Second — pre-1880 birth timezones. Before standardised civil timezones, software either falls back to the city's longitude-based local mean time (LMT) or to a modern tzdb-imposed offset (often wrong by 10-25 minutes for cities outside major capitals). Einstein's 1879 Ulm chart computes UT = 10:50 under LMT vs UT = 10:37 under Berlin tzdb — a 13-minute shift, enough to move the Lagna across a pada boundary. Our engine uses LMT for pre-1880 births per the historical-timezones policy in the Calculation Standards.
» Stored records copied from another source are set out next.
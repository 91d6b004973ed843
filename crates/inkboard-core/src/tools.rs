//! Tool selection for the canvas.

use serde::{Deserialize, Serialize};

/// Available tools.
///
/// The active tool governs how pointer events are interpreted. It is mutated
/// only by an explicit user choice, never inferred from events.
#[derive(Debug, Clone, Copy, PartialEq, Eq, Hash, Serialize, Deserialize, Default)]
pub enum Tool {
    Select,
    #[default]
    Scribble,
    Rectangle,
    Circle,
    Arrow,
}

impl Tool {
    /// Whether this tool creates shapes on pointer-down.
    pub fn draws(&self) -> bool {
        !matches!(self, Tool::Select)
    }
}
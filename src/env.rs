// Environment-variable collaborators: centralizes the two overridable
// paths so callers never have to hardcode `/tmp/...` themselves, and
// tests can substitute a temp directory by setting the var before
// constructing a StateStore.
use std::path::PathBuf;

pub const STATE_FILE_VAR: &str = "NEKO_PORT_STATE_FILE";
pub const LOCK_FILE_VAR: &str = "NEKO_PORT_LOCK_FILE";

pub fn default_state_file() -> PathBuf {
    std::env::var_os(STATE_FILE_VAR)
        .map(PathBuf::from)
        .unwrap_or_else(|| PathBuf::from("/tmp/neko_port_state.json"))
}

pub fn default_lock_file() -> PathBuf {
    std::env::var_os(LOCK_FILE_VAR)
        .map(PathBuf::from)
        .unwrap_or_else(|| PathBuf::from("/tmp/neko_port_state.lock"))
}
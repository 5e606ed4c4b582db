// Cross-process file locking composed with an intra-process mutex.
//
// Acquisition order is invariant: the intra-process mutex is always
// taken first, then the file lock. Two threads of one process never
// race toward the file lock at the same time, and a second process
// blocks on the OS-level lock until the first has released it.
use crate::errors::Result;
use fs2::FileExt;
use std::fs::{File, OpenOptions};
use std::path::{Path, PathBuf};
use std::sync::{Mutex, MutexGuard};

/// Cross-process advisory exclusive lock keyed to a filesystem path.
///
/// Each `acquire` opens a **fresh** OS file handle. Reusing a cached
/// handle across acquisitions would let a second acquisition by the
/// same process be silently granted by the kernel (locks on most
/// platforms are associated with `(process, inode)`, not `(fd, inode)`),
/// defeating mutual exclusion between threads of this process. Combined
/// with the intra-process mutex below, two threads never race toward
/// `lock_exclusive` simultaneously, so the "fresh handle" property alone
/// is sufficient to make cross-process exclusion correct.
pub struct FileLock {
    path: PathBuf,
}

/// RAII guard: the lock is held for the lifetime of this value and
/// released (by dropping the underlying file handle) when it is dropped.
pub struct FileLockGuard {
    _file: File,
}

impl FileLock {
    pub fn new(path: impl Into<PathBuf>) -> Self {
        Self { path: path.into() }
    }

    /// Block until an exclusive lock on `self.path` is held by the
    /// caller, returning a guard that releases it on drop.
    pub fn acquire(&self) -> Result<FileLockGuard> {
        if let Some(parent) = self.path.parent() {
            if !parent.as_os_str().is_empty() {
                std::fs::create_dir_all(parent)?;
            }
        }
        let file = OpenOptions::new()
            .read(true)
            .write(true)
            .create(true)
            .open(&self.path)?;
        file.lock_exclusive()?;
        Ok(FileLockGuard { _file: file })
    }
}

impl Drop for FileLockGuard {
    fn drop(&mut self) {
        // FileExt::unlock is best-effort; closing the fd (which happens
        // right after via the File's own Drop) also releases the OS
        // lock, so a failure here is not fatal.
        let _ = self._file.unlock();
    }
}

/// Combines the intra-process mutex with the cross-process `FileLock`,
/// always acquiring them in that order.
///
/// Callers never re-enter this lock from the same thread: `Allocator`
/// structures its critical sections so no helper called while holding
/// the lock calls back into `Locks::acquire`.
pub struct Locks {
    intra: Mutex<()>,
    file: FileLock,
}

pub struct LocksGuard<'a> {
    _intra: MutexGuard<'a, ()>,
    _file: FileLockGuard,
}

impl Locks {
    pub fn new(lock_path: impl Into<PathBuf>) -> Self {
        Self {
            intra: Mutex::new(()),
            file: FileLock::new(lock_path),
        }
    }

    pub fn lock_path(&self) -> &Path {
        &self.file.path
    }

    /// Acquire both locks in the mandated order: intra-process mutex
    /// first, then the cross-process file lock.
    pub fn acquire(&self) -> Result<LocksGuard<'_>> {
        let intra = self
            .intra
            .lock()
            .unwrap_or_else(|poisoned| poisoned.into_inner());
        let file = self.file.acquire()?;
        Ok(LocksGuard {
            _intra: intra,
            _file: file,
        })
    }
}

#[cfg(test)]
mod tests {
    use super::*;
    use std::sync::Arc;
    use std::thread;
    use tempfile::TempDir;

    #[test]
    fn fresh_handle_per_acquisition_allows_sequential_reacquire() {
        let dir = TempDir::new().unwrap();
        let lock = FileLock::new(dir.path().join("l"));
        {
            let _g = lock.acquire().unwrap();
        }
        // Second acquisition must succeed promptly now that the first
        // guard has been dropped.
        let _g2 = lock.acquire().unwrap();
    }

    #[test]
    fn locks_serialize_across_threads() {
        let dir = TempDir::new().unwrap();
        let locks = Arc::new(Locks::new(dir.path().join("l")));
        let counter = Arc::new(Mutex::new(0u32));
        let mut handles = Vec::new();

        for _ in 0..8 {
            let locks = Arc::clone(&locks);
            let counter = Arc::clone(&counter);
            handles.push(thread::spawn(move || {
                let _g = locks.acquire().unwrap();
                let mut c = counter.lock().unwrap();
                let before = *c;
                thread::sleep(std::time::Duration::from_millis(2));
                *c = before + 1;
            }));
        }

        for h in handles {
            h.join().unwrap();
        }

        assert_eq!(*counter.lock().unwrap(), 8);
    }
}
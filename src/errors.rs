use thiserror::Error;

/// Errors surfaced across the allocator and launcher core.
///
/// Every variant that can occur after ports have been handed out carries
/// the container name so callers can correlate failures with the
/// allocation they (may) need to roll back.
#[derive(Error, Debug)]
pub enum NekoError {
    #[error("invalid container name '{0}': must match ^[A-Za-z0-9][A-Za-z0-9_.-]*$")]
    ValidationError(String),

    #[error("port exhaustion for '{name}': no free {kind} slot below 65535")]
    PortExhaustion { name: String, kind: &'static str },

    #[error("container runtime unavailable: {0}")]
    RuntimeUnavailable(String),

    #[error("port conflict starting '{0}': runtime reported ports already allocated")]
    PortConflict(String),

    #[error("name conflict starting '{0}': a container with this name already exists")]
    NameConflict(String),

    #[error("'{name}' did not become ready within {timeout_s}s")]
    ReadinessTimeout { name: String, timeout_s: u64 },

    #[error("image '{0}' is missing and the build step failed: {1}")]
    ImageMissing(String, String),

    #[error("cleanup error for '{name}': {message}")]
    CleanupError { name: String, message: String },

    #[error("io error: {0}")]
    Io(#[from] std::io::Error),

    #[error("json error: {0}")]
    Json(#[from] serde_json::Error),

    #[error("http error: {0}")]
    Http(#[from] reqwest::Error),
}

pub type Result<T> = std::result::Result<T, NekoError>;
impl<C: Clock> Launcher<C> {
    pub fn with_clock(allocator: Allocator, docker: DockerQuery, clock: C) -> Self {
        Self {
            allocator,
            docker,
            clock,
            image_builder: None,
            debug_client: Box::new(HttpDebugEndpointClient),
            screenshot_root: PathBuf::from("."),
        }
    }

    pub fn with_image_builder(mut self, builder: Box<dyn ImageBuilder>) -> Self {
        self.image_builder = Some(builder);
        self
    }

    pub fn with_debug_client(mut self, client: Box<dyn DebugEndpointClient>) -> Self {
        self.debug_client = client;
        self
    }

    pub fn with_screenshot_root(mut self, root: PathBuf) -> Self {
        self.screenshot_root = root;
        self
    }

    /// Run the end-to-end launch sequence.
    pub fn launch(&self, mut config: LaunchConfig) -> Result<(ProcessHandle, String, Option<ScreenshotLoop>)> {
        let name = config.container_name.clone();

        if !self.docker.image_exists(&config.image_tag) {
            self.ensure_image(&config.image_tag)?;
        }

        self.stop_by_name(&name)?;
        std::fs::create_dir_all(&config.profile_dir)?;
        ProfileCleaner::clean(&config.profile_dir);

        let mut attempt = 0u32;
        loop {
            let (server, debug, webrtc_start) = self.allocator.allocate(&name)?;
            config.server_port = server;
            config.debug_port = debug;
            config.webrtc_start = webrtc_start;

            match self.try_start_and_wait(&config) {
                Ok((child, ws_url)) => {
                    let handle = ProcessHandle::new(name.clone(), child, self.docker.binary());
                    let screenshot = if config.take_screenshot {
                        ScreenshotLoop::spawn(
                            &name,
                            DockerQuery::default(),
                            SCREENSHOT_INTERVAL,
                            self.screenshot_root.clone(),
                        )
                    } else {
                        None
                    };
                    return Ok((handle, ws_url, screenshot));
                }
                Err(RetryDecision::Retry(reason)) => {
                    let _ = self.allocator.release(&name);
                    attempt += 1;
                    if attempt > MAX_RETRY_ATTEMPTS {
                        return Err(reason);
                    }
                    if matches!(reason, NekoError::NameConflict(_)) {
                        self.docker.remove(&name);
                    }
                    let backoff = jittered_backoff(attempt);
                    log::warn!(
                        "retrying launch of '{name}' (attempt {attempt}) after {backoff:?}: {reason}"
                    );
                    self.clock.sleep(backoff);
                }
                Err(RetryDecision::Fatal(err)) => {
                    // `try_start_and_wait` may have succeeded in starting
                    // the container (e.g. readiness never responded)
                    // before failing fatally; `stop_by_name` kills and
                    // removes it if the runtime still lists it running,
                    // then releases the ports, so the container never
                    // outlives a failed launch.
                    if let Err(e) = self.stop_by_name(&name) {
                        log::warn!("rollback stop_by_name failed for '{name}': {e}");
                    }
                    return Err(err);
                }
            }
        }
    }

    /// Idempotent teardown. Every step
    /// swallows individual failures and logs; a partial teardown never
    /// blocks the others.
    pub fn cleanup(
        &self,
        config: &LaunchConfig,
        mut handle: ProcessHandle,
        screenshot: Option<ScreenshotLoop>,
    ) {
        if let Some(loop_handle) = screenshot {
            loop_handle.stop(SCREENSHOT_STOP_GRACE);
        }

        self.graceful_close(&config.container_name);

        if let Err(e) = self.stop_by_name(&config.container_name) {
            log::warn!("stop_by_name during cleanup failed for '{}': {e}", config.container_name);
        }

        handle.terminate(Duration::from_secs(5));
    }

    /// Send a terminate-signal to every in-container browser process,
    /// wait, then SIGKILL survivors.
    fn graceful_close(&self, name: &str) {
        let running = matches!(
            self.docker.running_names(),
            crate::docker::RunningNames::Known(ref names) if names.contains(name)
        );
        if !running {
            return;
        }

        let killed_by_broadcast = self
            .docker
            .exec(name, &["killall", "-TERM", "chrome"], Duration::from_secs(5))
            .is_some();
        if !killed_by_broadcast {
            // Fallback: enumerate PIDs and signal each.
            if let Some(pids) = self.docker.exec(name, &["pgrep", "chrome"], Duration::from_secs(5)) {
                for pid in String::from_utf8_lossy(&pids).lines() {
                    let _ = self
                        .docker
                        .exec(name, &["kill", "-TERM", pid.trim()], Duration::from_secs(5));
                }
            }
        }

        self.clock.sleep(GRACEFUL_TERM_WAIT);

        if let Some(pids) = self.docker.exec(name, &["pgrep", "chrome"], Duration::from_secs(5)) {
            for pid in String::from_utf8_lossy(&pids).lines() {
                let _ = self
                    .docker
                    .exec(name, &["kill", "-KILL", pid.trim()], Duration::from_secs(5));
            }
        }
        self.clock.sleep(GRACEFUL_KILL_WAIT);
    }

    /// If `name` is listed by the runtime, kill then remove it, then
    /// release any port allocation it held — guarantees a fresh start
    /// is never racing its own previous instance.
    fn stop_by_name(&self, name: &str) -> Result<()> {
        let is_running = matches!(
            self.docker.running_names(),
            crate::docker::RunningNames::Known(ref names) if names.contains(name)
        );
        if is_running {
            self.docker.kill(name);
            self.docker.remove(name);
        }
        self.allocator.release(name)
    }

    fn ensure_image(&self, image_tag: &str) -> Result<()> {
        match &self.image_builder {
            Some(builder) => builder
                .build(image_tag)
                .map_err(|e| NekoError::ImageMissing(image_tag.to_string(), e)),
            None => Err(NekoError::ImageMissing(
                image_tag.to_string(),
                "no image builder configured".to_string(),
            )),
        }
    }

    fn try_start_and_wait(&self, config: &LaunchConfig) -> std::result::Result<(std::process::Child, String), RetryDecision> {
        let args = build_run_args(config);
        let mut cmd = std::process::Command::new(self.docker.binary());
        cmd.args(&args);
        cmd.stdin(std::process::Stdio::null());
        cmd.stdout(std::process::Stdio::piped());
        cmd.stderr(std::process::Stdio::piped());

        let child = match cmd.spawn() {
            Ok(c) => c,
            Err(e) => return Err(RetryDecision::Fatal(NekoError::RuntimeUnavailable(e.to_string()))),
        };

        // `docker run --detach` prints the container id and exits
        // quickly; wait for that with a bounded timeout and classify a
        // non-zero exit as a retryable conflict or a fatal error.
        match wait_detached(child, DEFAULT_RUN_TIMEOUT) {
            DetachOutcome::Started(child) => match self.poll_ready(config) {
                Ok(ws_url) => Ok((child, ws_url)),
                Err(e) => Err(RetryDecision::Fatal(e)),
            },
            DetachOutcome::Failed(stderr) => Err(classify_start_failure(&config.container_name, &stderr)),
            DetachOutcome::TimedOut => Err(RetryDecision::Fatal(NekoError::RuntimeUnavailable(
                "docker run did not return within the startup timeout".to_string(),
            ))),
        }
    }

    fn poll_ready(&self, config: &LaunchConfig) -> Result<String> {
        let deadline = self.clock.now() + Duration::from_secs(config.connection_timeout_s);
        loop {
            match self.debug_client.try_once(config.debug_port)? {
                Some(ws_url) => return Ok(ws_url),
                None => {}
            }
            if self.clock.now() >= deadline {
                return Err(NekoError::ReadinessTimeout {
                    name: config.container_name.clone(),
                    timeout_s: config.connection_timeout_s,
                });
            }
            self.clock.sleep(Duration::from_secs(1));
        }
    }
}
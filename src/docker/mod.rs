// Container-runtime collaborator: the narrow set of primitives the
// allocator and launcher need from the `docker` CLI — listing running
// names, checking image existence, killing/removing a container by
// name, and running a command inside one. Every call is wrapped with a
// wall-clock timeout so a hung runtime fails predictably instead of
// blocking the caller forever.
mod query;

pub use query::{DockerQuery, RunningNames};
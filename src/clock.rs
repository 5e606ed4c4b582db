// Clock abstraction for testing time-dependent code
use std::time::{Duration, Instant};

/// Trait for abstracting time operations to enable testing
pub trait Clock: Send + Sync {
    /// Get the current instant
    fn now(&self) -> Instant;

    /// Sleep for the given duration
    fn sleep(&self, duration: Duration);
}

/// System clock implementation using real time
#[derive(Debug, Clone, Copy, Default)]
pub struct SystemClock;

impl Clock for SystemClock {
    fn now(&self) -> Instant {
        Instant::now()
    }

    fn sleep(&self, duration: Duration) {
        std::thread::sleep(duration);
    }
}

/// Test-only clock implementations. Not gated behind `#[cfg(test)]` so
/// that integration tests outside this crate can also drive time
/// deterministically.
pub mod test_support {
    use super::*;
    use std::sync::Arc;
    use std::sync::Mutex;

    /// Fake clock for testing that doesn't use real time
    #[derive(Clone)]
    pub struct FakeClock {
        time: Arc<Mutex<Instant>>,
    }

    impl FakeClock {
        pub fn new() -> Self {
            Self {
                time: Arc::new(Mutex::new(Instant::now())),
            }
        }

        /// Advance the clock by the given duration
        pub fn advance(&self, duration: Duration) {
            let mut time = self.time.lock().unwrap();
            *time = *time + duration;
        }
    }

    impl Clock for FakeClock {
        fn now(&self) -> Instant {
            *self.time.lock().unwrap()
        }

        fn sleep(&self, duration: Duration) {
            // In tests, we advance time manually instead of sleeping
            self.advance(duration);
        }
    }
}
Third — engine precision. Pure JavaScript engines using truncated orbital elements (the Meeus method) place the Moon within ±0.5° of Swiss Ephemeris; the Sun within ±0.01°. That sub-degree noise is dwarfed by the ayanamsha-choice impact, but it can flip a Navamsa decision for a planet at exactly 16°40'00" within its rashi. Our engine prefers Swiss Ephemeris when available (sub-arcsecond) and surfaces a warning on the chart when the Meeus fallback is active.
Take the planet's sidereal longitude (D-1 chart). Compute (longitude mod 30°) ÷ 3°20'. The integer part + 1 is the pada index. If the fractional part is below 0.05 or above 0.95, the planet is within 10 arcminutes of a pada boundary — flag the result and re-verify with a high-precision Swiss Ephemeris source. For Navamsa cases at exact half-degree boundaries, classical commentators sometimes prefer the previous pada (the "Krishnamurti rule"), sometimes the next; our engine follows the modern JHora convention (round up to the next pada at the boundary).